The point in these two examples is that to affirm limited atonement and reject infant baptism is to differ with what the Great Tradition has handed down to us. In my view, such picking and choosing is unproblematic, and indeed, necessary. History is subject to correction by Scripture. I think any responsible exegete would affirm as much. As another example, Carter offers Augustine’s conception of the whole Christ, (totus Christus) head and body together, speaking in the Psalms. But such a concept can run afoul of theology proper and form the ground for all manner of sacramentalism that does not have a basis in Scripture. Gregg Allison has pointed out how much of Roman Catholic ecclesiology has its foundation in the totus Christus view. It ends up putting the Church as an authority in place of Christ as the head.
It seems an acknowledgement of the danger of untethered spiritualizing that Carter has an appendix titled “Criteria for limiting the spiritual sense.” Without such criteria, the Scriptures become a kind of hermeneutical Rorschach test where as long as the interpreters sees signs and symbols, they are there. In summarizing some of the choices, Carter notes one approach is to make the canon of Scripture the authoritative context for hermeneutics. The second is the Enlightenment approach of historical-critical hermeneutics he rightly rejects, and a third is “to see the reception history of the text, that is, the history of exegesis and dogma in the church as decisive. I contend that patristic exegesis and the Great Tradition culminating in Calvin would be variations on the first approach.”
This is not always the case. I think it is altogether frequent that the Great Tradition exemplifies this third approach. Carter approvingly cites Andrew Louth, an orthodox priest and scholar, who asks, “The Fathers, and creeds, and Councils claim to be interpreting Scripture. How can one accept their results if one does not accept their methods?” If we accept Nicene trinitarianism, does this entail accepting the veneration of icons? Louth would no doubt consider this part of the Great Tradition, and the result of patristic exegesis.
It is possible to have a robust doctrine of God as transcendent, trinitarian and an orthodox christology of Jesus as the incarnation of the God-Man and not accept everything that falls under the rubric of “the Great Tradition.” It always calls for discernment, and we should accept nothing if it contradicts Scripture. This is the best of the metaphysical tradition of how we evaluate truth claims, whether it satisfies all the points of Christian Platonism or not. Carter has raised important questions, and pointed out failures that need to be rectified. I share many of the concerns, but don’t see a full embrace of Christian Platonism as the only way forward.

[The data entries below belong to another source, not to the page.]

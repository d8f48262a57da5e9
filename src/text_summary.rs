//! Text summary builder for CLI output.
//!
//! Formats the sorted view and any notifications as human-readable lines.

use crate::catalog::MAX_VISIBLE_DEVICES;
use crate::model::{Notification, NotificationKind};
use crate::sort::SortDescriptor;
use crate::view::CatalogView;

/// Pre-formatted lines for text output.
pub(crate) struct TextSummary {
    pub lines: Vec<String>,
}

fn kind_tag(kind: NotificationKind) -> &'static str {
    match kind {
        NotificationKind::Success => "ok",
        NotificationKind::Warning => "warning",
        NotificationKind::Error => "error",
    }
}

pub(crate) fn build_text_summary(
    view: &CatalogView,
    sort: &SortDescriptor,
    notifications: &[Notification],
) -> TextSummary {
    let mut lines = Vec::new();
    lines.push(format!("Sorted by {} {}", sort.field, sort.direction.arrow()));

    match view {
        CatalogView::Table(rows) => {
            lines.push(format!("{:<18} {:>20}", "Name", "Failure Probability"));
            for r in rows {
                lines.push(format!("{:<18} {:>19.1}%", r.name, r.failure_probability));
            }
        }
        CatalogView::Cards(cards) => {
            for (i, c) in cards.iter().enumerate() {
                lines.push(String::new());
                lines.push(format!("[{i}] {} device(s) at risk", c.names.len()));
                lines.push(format!("    {}", c.failure_details));
                if !c.script_name.is_empty() {
                    lines.push(format!("    Script: {}", c.script_name));
                }
                lines.push(format!("    Suggested: {}", c.ra_suggested));
                let shown: Vec<&str> = c
                    .names
                    .iter()
                    .take(MAX_VISIBLE_DEVICES)
                    .map(String::as_str)
                    .collect();
                let hidden = c.names.len().saturating_sub(MAX_VISIBLE_DEVICES);
                if hidden > 0 {
                    lines.push(format!("    Devices: {} (+{hidden} more)", shown.join(", ")));
                } else {
                    lines.push(format!("    Devices: {}", shown.join(", ")));
                }
            }
        }
    }

    for n in notifications {
        lines.push(format!("[{}] {}", kind_tag(n.kind), n.message));
    }

    TextSummary { lines }
}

 Craig A Carter, Interpreting Scripture with the Great Tradition: Recovering the Genius of Premodern Exegesis, (Grand Rapids, Baker Academic, 2018), 63.
 Carter, 156.
 Frances M. Young, From Nicaea to Chalcedon: A Guide to the Literature and Its Background, (Philadelphia, Fortress Press, 1983), 156.
 Heiko A. Oberman, Forerunners of the Reformation: The Shape of Late Medieval Thought, (New York, Holt, Rinehart and Winston, 1966), 54.
 Oberman, Loc. Cit.
 Oberman, 54-55.
 Carter, 207.
 See Gregg R. Allison, Roman Catholic Theology & Practice: An Evangelical Assessment (Wheaton, Crossway, 2015), 63–65.
 Carter, 235.
 Carter, 200.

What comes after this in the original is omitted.